Tag Archives: nonviolent

Carbon charge no alternative to divestment

by Lee Smithey
This op-ed appeared in The Phoenix on Thursday 25 February 2016

This past weekend, the Board of Managers at Swarthmore College approved an internal charge on greenhouse gas emissions. We should mark what appears to be an initial step toward developing a carbon pricing model. However, while welcome, the plan is no alternative to divesting the institution’s $1.9 billion endowment of fossil fuels.

I have had the privilege of both co-authoring the white paper that underpinned the faculty resolution calling for divestment and joining the working group that developed the proposal for the new carbon charge plan. As I write this column, it is not yet clear to what extent the Board adopted the working group’s proposal, but let’s assume for now that congratulations are in order all around! The plan was designed to collect a fee from each department to begin registering the social cost of each metric ton of carbon (or its equivalent in various gases) that the college emits (limited for the moment to the physical plant, electricity use, and emissions associated with planned construction) in order to fund sustainability projects. It also calls us to bend our intellectual energies toward better understanding the social costs of carbon through our teaching, learning, and research and then apply our growing knowledge to the pricing scheme. Why is all this important? It urges us down the long road of building sustainable infrastructures that will be necessary, if we survive the climate crisis.

However, the carbon charge leaves invisible the role of investment capital in sustaining an industry that is playing a dangerous profit-fueled game with our futures, a game that we underwrite and legitimize with our investments. It leaves unexamined the strange fiction that the only appropriate metric for assessing financial investments is financial return, a position that wouldn’t bear scrutiny in most, if any, Swarthmore classrooms. Yet, it is enshrined in the Board of Managers’ 1991 guideline that the “Investment Committee manages the endowment to yield the best long term financial results, rather than to pursue other social objectives.” Do we really believe that our current investments have no impact on social conditions?
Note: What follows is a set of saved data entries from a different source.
//! Record CRUD protocol
//!
//! Framework-independent request handling for one record kind. Every
//! operation validates its inputs, talks to the store under a
//! [`QueryTimer`] and reports its outcome. Absent inputs are
//! `InvalidRequest`, failed field validation is `UnprocessableEntity`, and
//! a missing record comes back as `Ok(None)` rather than an error.

use std::sync::Arc;

use pandamonium_common::{
    db::RecordStore,
    errors::{AppError, Result},
    metrics::QueryTimer,
    records::{merge, Proof, ProofFilter, Record, RecordPatch},
};
use tracing::{debug, error, info, warn};

pub struct RecordController<R: Record> {
    store: Arc<dyn RecordStore<R>>,
}

impl<R: Record> Clone for RecordController<R> {
    fn clone(&self) -> Self {
        Self {
            store: Arc::clone(&self.store),
        }
    }
}

impl<R: Record> RecordController<R> {
    pub fn new(store: Arc<dyn RecordStore<R>>) -> Self {
        Self { store }
    }

    pub fn store(&self) -> &dyn RecordStore<R> {
        self.store.as_ref()
    }

    /// All records. An empty store is a successful, empty result.
    pub async fn list(&self) -> Result<Vec<R>> {
        info!(resource = R::RESOURCE, "Received request to list all {}", R::RESOURCE);
        debug!("Querying for list of all {}", R::RESOURCE);

        let timer = QueryTimer::start(R::RESOURCE, "list");
        let records = self.store.list().await;
        timer.stop();
        let records = records?;

        info!("Returning list of all {} with size {}", R::RESOURCE, records.len());
        Ok(records)
    }

    pub async fn get_by_id(&self, id: Option<i32>) -> Result<Option<R>> {
        info!(resource = R::RESOURCE, ?id, "Received request to query by id");
        let Some(id) = id else {
            error!("ERROR: ID was null");
            return Err(AppError::invalid_request("Specified ID is null"));
        };

        debug!("Querying for {} with id {}", R::RESOURCE, id);

        let timer = QueryTimer::start(R::RESOURCE, "get_by_id");
        let record = self.store.get(id).await;
        timer.stop();

        match record? {
            Some(record) => {
                info!("Returning {} with id {}", R::RESOURCE, id);
                Ok(Some(record))
            }
            None => {
                warn!("No {} was found with id {}", R::RESOURCE, id);
                Ok(None)
            }
        }
    }

    /// Records matching `filter`. Unlike [`Self::list`], an empty match is
    /// reported as not found (`Ok(None)`).
    pub async fn find_by(&self, label: &str, filter: Option<R::Filter>) -> Result<Option<Vec<R>>> {
        info!(resource = R::RESOURCE, ?filter, "Received request to query by {}", label);
        let Some(filter) = filter else {
            error!("ERROR: {} was null", label);
            return Err(AppError::invalid_request(format!("Specified {} is null", label)));
        };

        debug!("Querying for {} with {:?}", R::RESOURCE, filter);

        let timer = QueryTimer::start(R::RESOURCE, "find_by");
        let records = self.store.find_by(&filter).await;
        timer.stop();
        let records = records?;

        if records.is_empty() {
            warn!("No {} were found for {:?}", R::RESOURCE, filter);
            return Ok(None);
        }

        info!("Returning list of {} with size {}", R::RESOURCE, records.len());
        Ok(Some(records))
    }

    pub async fn create(&self, payload: Option<R::Patch>) -> Result<R> {
        info!(resource = R::RESOURCE, "Received request to insert a new record");
        let Some(payload) = payload else {
            error!("Passed entity is null");
            return Err(AppError::invalid_request(format!("Passed {} record is null", R::RESOURCE)));
        };

        if let Err(errors) = payload.validate_insert() {
            error!(%errors, "Binding result is unprocessable");
            return Err(errors.into());
        }

        debug!("Saving new {} record", R::RESOURCE);

        let timer = QueryTimer::start(R::RESOURCE, "create");
        let saved = self.store.save(payload.into_record()).await;
        timer.stop();
        let saved = saved?;

        info!("Returning the newly created {} record with id {}", R::RESOURCE, saved.id());
        Ok(saved)
    }

    /// Merge `payload` onto the stored record and bump its version by one.
    ///
    /// The read and the write are separate store calls: two concurrent
    /// updates of the same id can both read version N and both write N + 1.
    pub async fn update(&self, id: Option<i32>, payload: Option<R::Patch>) -> Result<Option<R>> {
        info!(resource = R::RESOURCE, ?id, "Received request to update a record");

        if let Some(Err(errors)) = payload.as_ref().map(|p| p.validate_update()) {
            error!(%errors, "Binding result is unprocessable");
            return Err(errors.into());
        }

        let Some(payload) = payload else {
            error!("Passed entity is null");
            return Err(AppError::invalid_request(format!("Passed {} record is null", R::RESOURCE)));
        };

        let Some(id) = id else {
            error!("Record ID must be specified");
            return Err(AppError::invalid_request("Specified ID is null"));
        };

        debug!("Checking for existence of {} with id {}", R::RESOURCE, id);

        let timer = QueryTimer::start(R::RESOURCE, "get_by_id");
        let existing = self.store.get(id).await;
        timer.stop();

        let Some(existing) = existing? else {
            error!("No {} associated with id {}", R::RESOURCE, id);
            return Ok(None);
        };

        let Some(version) = existing.version().checked_add(1) else {
            error!("Version counter of {} with id {} is exhausted", R::RESOURCE, id);
            return Err(AppError::Internal {
                message: format!("Version counter of {} {} is exhausted", R::RESOURCE, id),
            });
        };

        let mut merged = merge(&payload, &existing);
        merged.set_version(version);

        info!("Updating {} with id {}", R::RESOURCE, id);

        let timer = QueryTimer::start(R::RESOURCE, "update");
        let updated = self.store.save(merged).await;
        timer.stop();

        Ok(Some(updated?))
    }

    /// Delete by id. Deleting an id that does not exist still succeeds.
    pub async fn delete(&self, id: Option<i32>) -> Result<()> {
        info!(resource = R::RESOURCE, ?id, "Received request to delete a record");
        let Some(id) = id else {
            error!("Specified id is null");
            return Err(AppError::invalid_request("Specified ID is null"));
        };

        debug!("Deleting {} with id {}", R::RESOURCE, id);

        let timer = QueryTimer::start(R::RESOURCE, "delete");
        let deleted = self.store.delete(id).await;
        timer.stop();
        deleted?;

        info!("Deleted {} with id {}", R::RESOURCE, id);
        Ok(())
    }
}

impl RecordController<Proof> {
    pub async fn find_by_branch(&self, branch: Option<String>) -> Result<Option<Vec<Proof>>> {
        self.find_by("branch", branch.as_deref().map(ProofFilter::branch)).await
    }

    pub async fn find_by_theorem_name(&self, theorem_name: Option<String>) -> Result<Option<Vec<Proof>>> {
        self.find_by("theorem name", theorem_name.as_deref().map(ProofFilter::theorem_name))
            .await
    }
}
Alone, the carbon charge assumes that we, consumers of fossil fuels, are solely responsible for the dilemma in which we find ourselves as a species. Don’t get me wrong, we do bear responsibility, and the new initiative is a step in the right direction. However, we also know that corporations go to great lengths, through marketing and lobbying, to shape the political, social, and economic landscapes in which they operate. Rest assured that while we try to diminish our consumption, fossil fuel companies on the Carbon Underground list will be using our investments to make the task as difficult as possible.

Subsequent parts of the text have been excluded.